More than a case study, Mohamed’s novel is a study of people. With what she had from transcripts, case files and oral interviews with acquaintances of Mattan and Volpert in Cardiff, Mohamed says she gained a foundational understanding of whom the two individuals were and what their lives in Tiger Bay had been like. And the result is more than a remembrance piece, for in the liveliness, depths, but also ambiguities of her characters, Mohamed brings the dead and forgotten back to life.

Mahmood Mattan is naturally at the centre of this resurrection. The sole persona that Mattan was left with on his forced deathbed was that of a desperate, violent, gambler; in the words of his own barrister, he was “a semi-civilised savage”. Through The Fortune Men, returned to him are not only the lost phrases and sentences that the author recalls finding in court transcripts or letters orated by him, but also the tender love and adoration for his family that Mohamed found completely dismissed by the court in the remnants of the trial. Though the author admits to a great reliance on fiction and her own creativity in the telling of Mahmood’s story, it is nonetheless a tale that revives the humanity of a man condemned by those unwilling to hear him.
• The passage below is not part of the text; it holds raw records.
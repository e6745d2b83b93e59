// Objective-run state
//
// Tracks what the orchestrator needs between coordinator turns. It is rebuilt
// from the run's message thread when a paused run resumes, so nothing here
// has to be persisted separately.

use serde::{Deserialize, Serialize};
use std::collections::BTreeSet;
use uuid::Uuid;

use super::types::{DelegationOutcome, TurnRecord};
use crate::domain::message::{Message, MessageType};
use crate::domain::team::EscalationCondition;

#[derive(Debug, Clone, Default, Serialize, Deserialize)]
pub struct RunState {
    pub thread_id: Uuid,
    /// Every agent that took part, in order of first involvement
    pub agents_involved: Vec<Uuid>,
    pub turns: u32,
    /// Failed delegations since the last successful one
    pub consecutive_failures: u32,
    pub history: Vec<TurnRecord>,
    /// Indices of escalation rules that already fired
    pub fired_rules: BTreeSet<usize>,
}

impl RunState {
    pub fn new(thread_id: Uuid) -> Self {
        Self {
            thread_id,
            ..Self::default()
        }
    }

    /// Records an agent's involvement once, keeping first-seen order
    pub fn involve(&mut self, agent_id: Uuid) {
        if !self.agents_involved.contains(&agent_id) {
            self.agents_involved.push(agent_id);
        }
    }

    pub fn record_turn(&mut self, record: TurnRecord) {
        for outcome in &record.outcomes {
            self.involve(outcome.agent_id);
            if outcome.success {
                self.consecutive_failures = 0;
            } else {
                self.consecutive_failures += 1;
            }
        }
        self.turns = self.turns.max(record.turn);
        self.history.push(record);
    }

    pub fn triggered(&self, condition: EscalationCondition) -> bool {
        match condition {
            EscalationCondition::TaskFailed => self.history.last().is_some_and(TurnRecord::any_failed),
            EscalationCondition::ConsecutiveFailures { count } => self.consecutive_failures >= count,
            EscalationCondition::TurnsExceeded { turns } => self.turns >= turns,
        }
    }

    /// Rebuilds run state from the messages of a run's thread
    ///
    /// Task messages carry `{"turn": n}` in their data and result messages
    /// carry `{"turn": n, "success": bool}`; messages without them are
    /// context or status notices and only count toward involvement.
    pub fn from_thread(thread_id: Uuid, messages: &[Message]) -> Self {
        let mut state = RunState::new(thread_id);
        let mut current: Option<TurnRecord> = None;

        for message in messages {
            if let Some(agent) = message.from_agent_id {
                state.involve(agent);
            }
            let data = message.content.data.as_ref();
            let turn = data.and_then(|d| d.get("turn")).and_then(|t| t.as_u64());

            let (MessageType::Result, Some(turn), Some(agent_id)) = (message.message_type, turn, message.from_agent_id)
            else {
                continue;
            };
            let turn = turn as u32;

            if current.as_ref().is_some_and(|c| c.turn != turn) {
                if let Some(done) = current.take() {
                    state.record_turn(done);
                }
            }
            let record = current.get_or_insert_with(|| TurnRecord {
                turn,
                outcomes: Vec::new(),
            });
            record.outcomes.push(DelegationOutcome {
                agent_id,
                task: data
                    .and_then(|d| d.get("task"))
                    .and_then(|t| t.as_str())
                    .unwrap_or_default()
                    .to_string(),
                success: data
                    .and_then(|d| d.get("success"))
                    .and_then(|s| s.as_bool())
                    .unwrap_or(false),
                summary: message.content.body.clone(),
            });
        }

        if let Some(done) = current {
            state.record_turn(done);
        }
        state
    }
}
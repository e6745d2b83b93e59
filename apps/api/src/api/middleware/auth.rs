use axum::{
    async_trait,
    extract::FromRequestParts,
    http::{header::AUTHORIZATION, request::Parts},
};
use uuid::Uuid;

use crate::api::errors::ApiError;
use crate::api::state::AppState;
use crate::auth::jwt::verify_token;

/// Caller identity for protected routes
///
/// Verifies the bearer token, scopes the request to the token's workspace
/// and charges the request against the caller's rate limit.
///
/// Usage:
/// ```rust,ignore
/// async fn protected_handler(auth: AuthContext) -> Result<String, ApiError> {
///     Ok(format!("Hello user {} in {}", auth.user_id, auth.workspace_id))
/// }
/// ```
#[derive(Debug, Clone, Copy)]
pub struct AuthContext {
    pub user_id: Uuid,
    pub workspace_id: Uuid,
}

#[async_trait]
impl FromRequestParts<AppState> for AuthContext {
    type Rejection = ApiError;

    async fn from_request_parts(parts: &mut Parts, state: &AppState) -> Result<Self, Self::Rejection> {
        let auth_header = parts
            .headers
            .get(AUTHORIZATION)
            .and_then(|value| value.to_str().ok())
            .ok_or_else(|| ApiError::unauthorized("Missing authorization header"))?;

        let token = auth_header
            .strip_prefix("Bearer ")
            .ok_or_else(|| ApiError::unauthorized("Invalid authorization format. Use: Bearer <token>"))?;

        let claims = verify_token(token, &state.jwt_secret)
            .map_err(|e| ApiError::unauthorized(format!("Invalid token: {}", e)))?;

        state
            .services
            .rate_limiter
            .check(claims.workspace_id, claims.sub)
            .map_err(ApiError::from)?;

        Ok(AuthContext {
            user_id: claims.sub,
            workspace_id: claims.workspace_id,
        })
    }
}
use super::conditions::Condition;
use super::value_objects::{RetryConfig, StepAction, StepInputs};
use chrono::{DateTime, Utc};
use serde::{Deserialize, Serialize};
use std::collections::{BTreeSet, HashSet};
use uuid::Uuid;

pub const DEFAULT_STEP_TIMEOUT_MS: u64 = 120_000;

fn default_timeout_ms() -> u64 {
    DEFAULT_STEP_TIMEOUT_MS
}

/// One node of a workflow graph
#[derive(Debug, Clone, PartialEq, Serialize, Deserialize)]
pub struct Step {
    pub id: String,
    pub agent_id: Uuid,
    pub action: StepAction,
    #[serde(default)]
    pub inputs: StepInputs,
    #[serde(default)]
    pub conditions: Vec<Condition>,
    #[serde(default)]
    pub on_success: Option<String>,
    #[serde(default)]
    pub on_failure: Option<String>,
    #[serde(default = "default_timeout_ms")]
    pub timeout_ms: u64,
    #[serde(default)]
    pub retry: RetryConfig,
}

impl Step {
    pub fn new(id: impl Into<String>, agent_id: Uuid, action: StepAction, inputs: StepInputs) -> Self {
        Self {
            id: id.into(),
            agent_id,
            action,
            inputs,
            conditions: Vec::new(),
            on_success: None,
            on_failure: None,
            timeout_ms: DEFAULT_STEP_TIMEOUT_MS,
            retry: RetryConfig::default(),
        }
    }

    pub fn on_success(mut self, step_id: impl Into<String>) -> Self {
        self.on_success = Some(step_id.into());
        self
    }

    pub fn on_failure(mut self, step_id: impl Into<String>) -> Self {
        self.on_failure = Some(step_id.into());
        self
    }

    pub fn with_condition(mut self, condition: Condition) -> Self {
        self.conditions.push(condition);
        self
    }

    pub fn with_retry(mut self, retry: RetryConfig) -> Self {
        self.retry = retry;
        self
    }

    pub fn with_timeout_ms(mut self, timeout_ms: u64) -> Self {
        self.timeout_ms = timeout_ms;
        self
    }
}

/// A pre-authored, versioned step graph
///
/// Workflows are immutable once an execution references them. Editing a
/// referenced workflow goes through [`Workflow::revise`], which produces a new
/// version with its own id and a back-reference to the previous one.
///
/// # Invariants
/// - At least one step; the first step is the entry point
/// - Step ids are unique and non-empty
/// - Every `on_success` / `on_failure` pointer names an existing step
/// - Conditions and retry configs are well-formed
#[derive(Debug, Clone, Serialize, Deserialize)]
pub struct Workflow {
    pub id: Uuid,
    pub workspace_id: Uuid,
    /// Team whose autonomy policy gates this workflow's actions
    pub team_id: Option<Uuid>,
    pub name: String,
    pub version: i32,
    pub previous_version_id: Option<Uuid>,
    pub steps: Vec<Step>,
    pub created_by: Uuid,
    pub created_at: DateTime<Utc>,
}

impl Workflow {
    /// Creates version 1 of a workflow
    pub fn new(
        workspace_id: Uuid,
        team_id: Option<Uuid>,
        name: String,
        steps: Vec<Step>,
        created_by: Uuid,
    ) -> Result<Self, String> {
        if name.trim().is_empty() {
            return Err("Workflow name cannot be empty".to_string());
        }
        validate_steps(&steps)?;

        Ok(Self {
            id: Uuid::new_v4(),
            workspace_id,
            team_id,
            name: name.trim().to_string(),
            version: 1,
            previous_version_id: None,
            steps,
            created_by,
            created_at: Utc::now(),
        })
    }

    /// Produces the next version of this workflow with new steps
    pub fn revise(&self, name: Option<String>, steps: Vec<Step>, revised_by: Uuid) -> Result<Self, String> {
        let mut next = Workflow::new(
            self.workspace_id,
            self.team_id,
            name.unwrap_or_else(|| self.name.clone()),
            steps,
            revised_by,
        )?;
        next.version = self.version + 1;
        next.previous_version_id = Some(self.id);
        Ok(next)
    }

    /// Replaces name and steps in place; only valid while unreferenced
    pub fn edit(&mut self, name: Option<String>, steps: Vec<Step>) -> Result<(), String> {
        validate_steps(&steps)?;
        if let Some(name) = name {
            if name.trim().is_empty() {
                return Err("Workflow name cannot be empty".to_string());
            }
            self.name = name.trim().to_string();
        }
        self.steps = steps;
        Ok(())
    }

    pub fn entry_step(&self) -> &Step {
        &self.steps[0]
    }

    pub fn step(&self, id: &str) -> Option<&Step> {
        self.steps.iter().find(|s| s.id == id)
    }

    /// Distinct agents referenced by the steps
    pub fn agent_ids(&self) -> BTreeSet<Uuid> {
        self.steps.iter().map(|s| s.agent_id).collect()
    }
}

fn validate_steps(steps: &[Step]) -> Result<(), String> {
    if steps.is_empty() {
        return Err("Workflow must have at least one step".to_string());
    }

    let mut ids = HashSet::new();
    for step in steps {
        if step.id.trim().is_empty() {
            return Err("Step id cannot be empty".to_string());
        }
        if !ids.insert(step.id.as_str()) {
            return Err(format!("Duplicate step id: {}", step.id));
        }
    }

    for step in steps {
        for pointer in [&step.on_success, &step.on_failure].into_iter().flatten() {
            if !ids.contains(pointer.as_str()) {
                return Err(format!(
                    "Step '{}' points to unknown step '{}'",
                    step.id, pointer
                ));
            }
        }
        if step.timeout_ms == 0 {
            return Err(format!("Step '{}' must have a positive timeout", step.id));
        }
        step.retry
            .validate()
            .map_err(|e| format!("Step '{}': {}", step.id, e))?;
        for condition in &step.conditions {
            condition
                .validate()
                .map_err(|e| format!("Step '{}': {}", step.id, e))?;
        }
        if step.inputs.instructions.trim().is_empty() {
            return Err(format!("Step '{}' needs instructions", step.id));
        }
    }

    Ok(())
}
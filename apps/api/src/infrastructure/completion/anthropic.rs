use async_trait::async_trait;
use reqwest::{Client, StatusCode};
use serde::Deserialize;
use serde_json::json;
use std::time::Duration;

use crate::agents::completion::{CompletionClient, CompletionError, CompletionRequest, CompletionResponse};

const DEFAULT_ENDPOINT: &str = "https://api.anthropic.com/v1/messages";
const ANTHROPIC_VERSION: &str = "2023-06-01";

#[derive(Debug, Deserialize)]
struct AnthropicContent {
    #[serde(rename = "type")]
    content_type: String,
    text: Option<String>,
}

#[derive(Debug, Deserialize)]
struct AnthropicUsage {
    input_tokens: Option<u32>,
    output_tokens: Option<u32>,
}

#[derive(Debug, Deserialize)]
struct AnthropicResponse {
    content: Vec<AnthropicContent>,
    model: Option<String>,
    usage: Option<AnthropicUsage>,
}

/// Anthropic Messages API client
pub struct AnthropicClient {
    http: Client,
    api_key: String,
    model: String,
    endpoint: String,
}

impl AnthropicClient {
    pub fn new(api_key: String, model: String, timeout: Duration) -> Result<Self, CompletionError> {
        let http = Client::builder()
            .timeout(timeout)
            .build()
            .map_err(|e| CompletionError::Connection(e.to_string()))?;

        Ok(Self {
            http,
            api_key,
            model,
            endpoint: DEFAULT_ENDPOINT.to_string(),
        })
    }

    pub fn with_endpoint(mut self, endpoint: impl Into<String>) -> Self {
        self.endpoint = endpoint.into();
        self
    }
}

#[async_trait]
impl CompletionClient for AnthropicClient {
    #[tracing::instrument(skip(self, request), fields(template = %request.template, model = %self.model))]
    async fn complete(&self, request: CompletionRequest) -> Result<CompletionResponse, CompletionError> {
        let mut payload = json!({
            "model": self.model,
            "max_tokens": request.max_tokens,
            "temperature": request.temperature,
            "messages": [
                {
                    "role": "user",
                    "content": request.prompt,
                }
            ],
        });
        if !request.system.trim().is_empty() {
            payload["system"] = json!(request.system);
        }

        let response = self
            .http
            .post(&self.endpoint)
            .header("x-api-key", &self.api_key)
            .header("anthropic-version", ANTHROPIC_VERSION)
            .json(&payload)
            .send()
            .await
            .map_err(classify_transport_error)?;

        let status = response.status();
        if !status.is_success() {
            let body = response.text().await.unwrap_or_default();
            tracing::warn!(status = %status, "completion request rejected");
            return Err(classify_status(status, truncate(&body, 320)));
        }

        let body: AnthropicResponse = response
            .json()
            .await
            .map_err(|e| CompletionError::MalformedResponse(e.to_string()))?;

        let text = body
            .content
            .iter()
            .filter(|part| part.content_type == "text")
            .filter_map(|part| part.text.as_deref())
            .collect::<Vec<_>>()
            .join("\n");

        Ok(CompletionResponse {
            text: text.trim().to_string(),
            model: body.model.unwrap_or_else(|| self.model.clone()),
            input_tokens: body.usage.as_ref().and_then(|u| u.input_tokens),
            output_tokens: body.usage.as_ref().and_then(|u| u.output_tokens),
        })
    }
}

fn classify_transport_error(err: reqwest::Error) -> CompletionError {
    if err.is_timeout() {
        CompletionError::Timeout
    } else {
        CompletionError::Connection(err.to_string())
    }
}

fn classify_status(status: StatusCode, message: String) -> CompletionError {
    match status {
        StatusCode::TOO_MANY_REQUESTS => CompletionError::RateLimited,
        StatusCode::UNAUTHORIZED | StatusCode::FORBIDDEN => CompletionError::Unauthorized(message),
        StatusCode::BAD_REQUEST | StatusCode::UNPROCESSABLE_ENTITY => CompletionError::InvalidRequest(message),
        StatusCode::REQUEST_TIMEOUT | StatusCode::GATEWAY_TIMEOUT => CompletionError::Timeout,
        other => CompletionError::Upstream {
            status: other.as_u16(),
            message,
        },
    }
}

fn truncate(value: &str, max_chars: usize) -> String {
    if value.chars().count() <= max_chars {
        return value.to_string();
    }
    let mut out: String = value.chars().take(max_chars).collect();
    out.push_str("...");
    out
}

#[cfg(test)]
mod tests {
    use super::*;

    #[test]
    fn status_codes_map_to_retry_classes() {
        assert_eq!(
            classify_status(StatusCode::TOO_MANY_REQUESTS, String::new()),
            CompletionError::RateLimited
        );
        assert!(classify_status(StatusCode::SERVICE_UNAVAILABLE, String::new()).is_retryable());
        assert!(classify_status(StatusCode::GATEWAY_TIMEOUT, String::new()).is_retryable());
        assert!(!classify_status(StatusCode::UNAUTHORIZED, String::new()).is_retryable());
        assert!(!classify_status(StatusCode::FORBIDDEN, String::new()).is_retryable());
        assert!(!classify_status(StatusCode::BAD_REQUEST, String::new()).is_retryable());
    }

    #[test]
    fn response_text_parts_are_joined() {
        let body: AnthropicResponse = serde_json::from_value(json!({
            "content": [
                {"type": "text", "text": "first"},
                {"type": "tool_use", "id": "x"},
                {"type": "text", "text": "second"}
            ],
            "model": "claude-3-5-sonnet-20241022",
            "usage": {"input_tokens": 10, "output_tokens": 4}
        }))
        .unwrap();

        let text: Vec<&str> = body
            .content
            .iter()
            .filter(|p| p.content_type == "text")
            .filter_map(|p| p.text.as_deref())
            .collect();
        assert_eq!(text, vec!["first", "second"]);
        assert_eq!(body.usage.unwrap().output_tokens, Some(4));
    }

    #[test]
    fn truncate_limits_long_bodies() {
        assert_eq!(truncate("short", 10), "short");
        assert_eq!(truncate("abcdef", 3), "abc...");
    }
}
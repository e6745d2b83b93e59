use axum::{
    http::StatusCode,
    response::{IntoResponse, Response},
    Json,
};
use serde_json::json;

use crate::agents::AgentError;
use crate::orchestration::EngineError;

/// API error type with HTTP status code and message
#[derive(Debug)]
pub struct ApiError {
    pub status: StatusCode,
    pub message: String,
}

impl ApiError {
    /// Creates a new API error
    pub fn new(status: StatusCode, message: impl Into<String>) -> Self {
        Self {
            status,
            message: message.into(),
        }
    }

    /// Creates a 400 Bad Request error
    pub fn bad_request(message: impl Into<String>) -> Self {
        Self::new(StatusCode::BAD_REQUEST, message)
    }

    /// Creates a 401 Unauthorized error
    pub fn unauthorized(message: impl Into<String>) -> Self {
        Self::new(StatusCode::UNAUTHORIZED, message)
    }

    /// Creates a 404 Not Found error
    pub fn not_found(message: impl Into<String>) -> Self {
        Self::new(StatusCode::NOT_FOUND, message)
    }

    /// Creates a 409 Conflict error
    pub fn conflict(message: impl Into<String>) -> Self {
        Self::new(StatusCode::CONFLICT, message)
    }

    /// Creates a 429 Too Many Requests error
    pub fn too_many_requests(message: impl Into<String>) -> Self {
        Self::new(StatusCode::TOO_MANY_REQUESTS, message)
    }

    /// Creates a 500 Internal Server Error
    pub fn internal_server_error(message: impl Into<String>) -> Self {
        Self::new(StatusCode::INTERNAL_SERVER_ERROR, message)
    }
}

impl IntoResponse for ApiError {
    fn into_response(self) -> Response {
        let body = Json(json!({
            "error": self.message
        }));

        (self.status, body).into_response()
    }
}

impl From<String> for ApiError {
    fn from(message: String) -> Self {
        Self::internal_server_error(message)
    }
}

impl From<&str> for ApiError {
    fn from(message: &str) -> Self {
        Self::internal_server_error(message)
    }
}

impl From<EngineError> for ApiError {
    fn from(err: EngineError) -> Self {
        let message = err.to_string();
        match err {
            EngineError::Validation(_) | EngineError::InvalidTransition { .. } => Self::bad_request(message),
            EngineError::NotFound { .. } => Self::not_found(message),
            EngineError::AlreadyResolved(_) | EngineError::Conflict(_) => Self::conflict(message),
            EngineError::RateLimited { .. } => Self::too_many_requests(message),
            EngineError::Agent(AgentError::InvalidPlan(_)) => Self::bad_request(message),
            EngineError::Repository(e) => {
                tracing::error!(error = %e, "repository failure");
                Self::internal_server_error("Storage unavailable")
            }
            EngineError::Agent(e) => {
                tracing::error!(error = %e, "agent failure");
                Self::internal_server_error(message)
            }
        }
    }
}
In a parallel narrative, the author traces the lives of the Volpert family both before and after the murder of Lily, unexpectedly shifting the focus from the executed Somali. This inclusive narrative is perhaps the noblest aspect of The Fortune Men and an aspect that Mohamed rightfully emphasised in her talk at the Book Festival. Giving notice to the traumas and tribulations of a family where the deceased member was treated as a mere body of evidence by both media and the police, Mohamed attends to the fact that neither side (Volpert or Mattan) returned from the damning trial of 1952, victorious. While Mahmood Mattan was hanged as an innocent man and his wife left widowed with three young children, Lily was brutally murdered only to be swept aside, while her family was left without closure, never (due to a lack of certainty) publicly recognising Mattan as guilty.

The novel then, in my own humble opinion, was rightfully shortlisted for the Booker Prize. Nadifa Mohamed began this story with an interest in a flawed case and the story of a Somali sailor, but the final product has proven much more than a retelling of a criminal case. Besides the provocative examination of injustice in a society formerly acclaimed for its justice system, Mohamed writes with words full of soul. As the pages turn, I, the reader, am mesmerised by the humanity that seeps through her writing as she recreates authentic identities and the intimate encounters of human beings facing traumatic events.

Image ’Nadifa Mohamed’ by Sabreen Hussain is licensed under CC BY-SA 3.0.